Verissimo Monthly - February 2025

How AI Can And Will Shape The Future

Feb 28, 2025

Lots of updates and thoughts to share this month, so bear with us until the end!

Thoughts on Investing and Starting Up

It's been more than two years since ChatGPT exploded onto the scene—and our collective consciousness. Its pace of adoption has been among the fastest of any digital “app” in history, a particularly remarkable feat given that we are talking about the adoption of a new category of technology—the data suggests that U.S. adoption of generative AI has been faster than adoption of the personal computer and the internet.

This viral and shocking spread—the good folks at OpenAI famously launched ChatGPT as a low-key research preview—has led to an interesting dynamic: while most people “know” what generative AI is, many users’ experience is so limited and unproductive that they end up with a (very) false sense of what Large Language Models (LLMs) are currently “capable of” and where they are headed.

Here’s just one example:

Today we’ll explore:

The two main usage types
Which type most lends itself to investment
The killer app formula

The bottom line:

Large Language Models (LLMs) create value in two ways:
- as knowledge repositories ("Genies")
- as task executors ("Golems")
The greatest opportunities likely lie in workflow-integrated applications, where LLMs (a) enhance existing workflows or (b) unlock new workflows that were not previously possible.
Successful implementation typically requires domain expertise of the existing human-based workflow to select the best opportunities, insight to identify the creative improvements, and technical and product expertise to engineer the right solutions.

Let’s dive in…

I. The Two Main Usage Types

We find it useful to break down LLM utilization into two core usage archetypes: (A) Knowledge Interaction (it tells you things) and (B) Generative Tasks (it does things for you).

Let's explore these in detail…

A. Knowledge Interactions—The Genie

As the name would suggest this refers to interactions where the LLM provides users with information. This use case can span everything from learning a new skill from scratch and studying a new topic in depth (e.g., "What is General Relativity") to a quick lookup of how to solve a basic problem (e.g., “how do you accomplish X in Excel”). One incredibly useful example that I’ve personally used is uploading complex technical documents, academic papers, insurance forms, legal contracts, etc.—and having the LLM “break it down with you” as you read along. Try it, it will change your life. :)

Here we will cover three key points:

LLMs are incredibly knowledgeable
They suffer from important challenges
Nevertheless, they are useful even in their current form

1. LLMs are incredibly knowledgeable

Due to how they were trained, today’s LLMs contain the vast majority of humanity's accumulated knowledge, and are so capable at leveraging that knowledge that they are outgrowing the tests they are being evaluated against. We are literally running out of benchmarks to test new AI models on.

While benchmarks are certainly not a perfect measure (and most suffer from a number of known flaws), they are a good indicator of LLM’s capabilities, and feedback from real-world usage and exams both support this point.

LLM performance is reaching the upper bounds of benchmarks, exhausting their usefulness.

The leading LLMs are already competitive with graduate-level reasoning.

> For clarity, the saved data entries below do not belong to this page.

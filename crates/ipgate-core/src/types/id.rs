//! Account and session identifiers.
//!
//! With the `sqlx` feature both ids bind and decode as PostgreSQL `UUID`.

use std::fmt;

use serde::{Deserialize, Serialize};
use uuid::Uuid;

/// Newtype over `Uuid` plus the impls the stores need.
macro_rules! define_id {
    (
        $(#[$meta:meta])*
        $name:ident
    ) => {
        $(#[$meta])*
        #[derive(Debug, Clone, Copy, PartialEq, Eq, Hash, Serialize, Deserialize)]
        #[serde(transparent)]
        pub struct $name(pub Uuid);

        impl $name {
            /// Create a new random identifier.
            pub fn new() -> Self {
                Self(Uuid::new_v4())
            }

            /// Unwrap to the raw UUID, e.g. for response bodies.
            pub fn into_uuid(self) -> Uuid {
                self.0
            }
        }

        impl Default for $name {
            fn default() -> Self {
                Self::new()
            }
        }

        impl fmt::Display for $name {
            fn fmt(&self, f: &mut fmt::Formatter<'_>) -> fmt::Result {
                write!(f, "{}", self.0)
            }
        }

        #[cfg(feature = "sqlx")]
        impl sqlx::Type<sqlx::Postgres> for $name {
            fn type_info() -> sqlx::postgres::PgTypeInfo {
                <Uuid as sqlx::Type<sqlx::Postgres>>::type_info()
            }
        }

        #[cfg(feature = "sqlx")]
        impl<'q> sqlx::Encode<'q, sqlx::Postgres> for $name {
            fn encode_by_ref(
                &self,
                buf: &mut <sqlx::Postgres as sqlx::Database>::ArgumentBuffer<'q>,
            ) -> Result<sqlx::encode::IsNull, sqlx::error::BoxDynError> {
                <Uuid as sqlx::Encode<'q, sqlx::Postgres>>::encode_by_ref(&self.0, buf)
            }
        }

        #[cfg(feature = "sqlx")]
        impl<'r> sqlx::Decode<'r, sqlx::Postgres> for $name {
            fn decode(
                value: <sqlx::Postgres as sqlx::Database>::ValueRef<'r>,
            ) -> Result<Self, sqlx::error::BoxDynError> {
                <Uuid as sqlx::Decode<'r, sqlx::Postgres>>::decode(value).map(Self)
            }
        }
    };
}

define_id!(
    /// Unique identifier for a user account.
    UserId
);

define_id!(
    /// Unique identifier for an authenticated session.
    SessionId
);
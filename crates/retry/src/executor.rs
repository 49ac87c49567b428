//! Drives a fallible async operation through a [`Policy`], stopping at the
//! first permanent classification, attempt exhaustion, or cancellation.

use tokio_util::sync::CancellationToken;
use tracing::{debug, warn};

use crate::classify::Classification;
use crate::policy::Policy;

/// Outcome of [`run`] when the loop did not produce a value.
#[derive(Debug)]
pub enum RetryError<E> {
    /// The operation failed and every attempt was exhausted or the last
    /// failure was classified permanent; carries the final error.
    Exhausted(E),
    /// The cancellation token fired while waiting between attempts.
    Cancelled,
}

/// Runs `op` up to `policy.max_attempts` times. `classify` determines whether
/// a given error is worth retrying; `cancel`, if given, aborts the wait
/// between attempts (an in-flight attempt itself is not interrupted here —
/// callers that need that wrap `op` with their own cancellation-aware call).
pub async fn run<T, E, F, Fut>(
    policy: &Policy,
    cancel: Option<&CancellationToken>,
    mut classify: impl FnMut(&E) -> Classification,
    mut op: F,
) -> Result<T, RetryError<E>>
where
    F: FnMut(u32) -> Fut,
    Fut: std::future::Future<Output = Result<T, E>>,
{
    let mut attempt = 1;
    loop {
        match op(attempt).await {
            Ok(value) => return Ok(value),
            Err(error) => {
                let permanent = classify(&error) == Classification::Permanent;
                if permanent {
                    warn!(attempt, "retry loop aborting: permanent classification");
                    return Err(RetryError::Exhausted(error));
                }
                if attempt >= policy.max_attempts {
                    warn!(attempt, "retry loop exhausted all attempts");
                    return Err(RetryError::Exhausted(error));
                }

                let delay = policy.delay_for_attempt(attempt);
                debug!(attempt, delay_ms = delay.as_millis() as u64, "retrying after delay");

                if let Some(cancel) = cancel {
                    tokio::select! {
                        _ = tokio::time::sleep(delay) => {}
                        _ = cancel.cancelled() => return Err(RetryError::Cancelled),
                    }
                } else {
                    tokio::time::sleep(delay).await;
                }

                attempt += 1;
            }
        }
    }
}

Even "Humanity's Last Exam," a benchmark created to resolve this issue, is suffering the same fate as the other benchmarks.

2. LLMs suffer from important challenges

The non-determinism problem (they’re not reliably consistent): LLMs possess remarkable capabilities but struggle with consistent reliability. This gap manifests when models demonstrate impressive knowledge in one instance but fail unexpectedly in similar scenarios. While an LLM might brilliantly explain quantum mechanics one moment, it could confidently misrepresent basic physics concepts the next—without any indication of reduced confidence.
The hallucination problem (they make stuff up): LLMs are fundamentally prediction engines that generate text based on statistical patterns rather than understanding truth. This leads to hallucinations—instances where models generate false information, fabricate references, or create entirely fictional narratives with complete confidence. This tendency to confabulate poses significant challenges in professional contexts where accuracy is paramount.

3. LLMs are useful even in their current form

There are a couple of stories that help illustrate how LLMs are useful even with these challenges:

A few months ago a particularly shocking story came to our attention. Some kid used a LLM to build a nuclear fusor in his bedroom – with zero hardware experience – in a couple of weeks.
Another, more boring yet perhaps more illustrative case is a study at Harvard which compared physics students who were assisted by an AI tutor against students who participated in a more “traditional” human-led, active learning classroom, and foundthat: “when students interact with our AI tutor, at home, on their own, they learn more than twice as much as when they engage with the same content during an actively taught science course, while spending less time on task”—while feeling more engaged and motivated to boot.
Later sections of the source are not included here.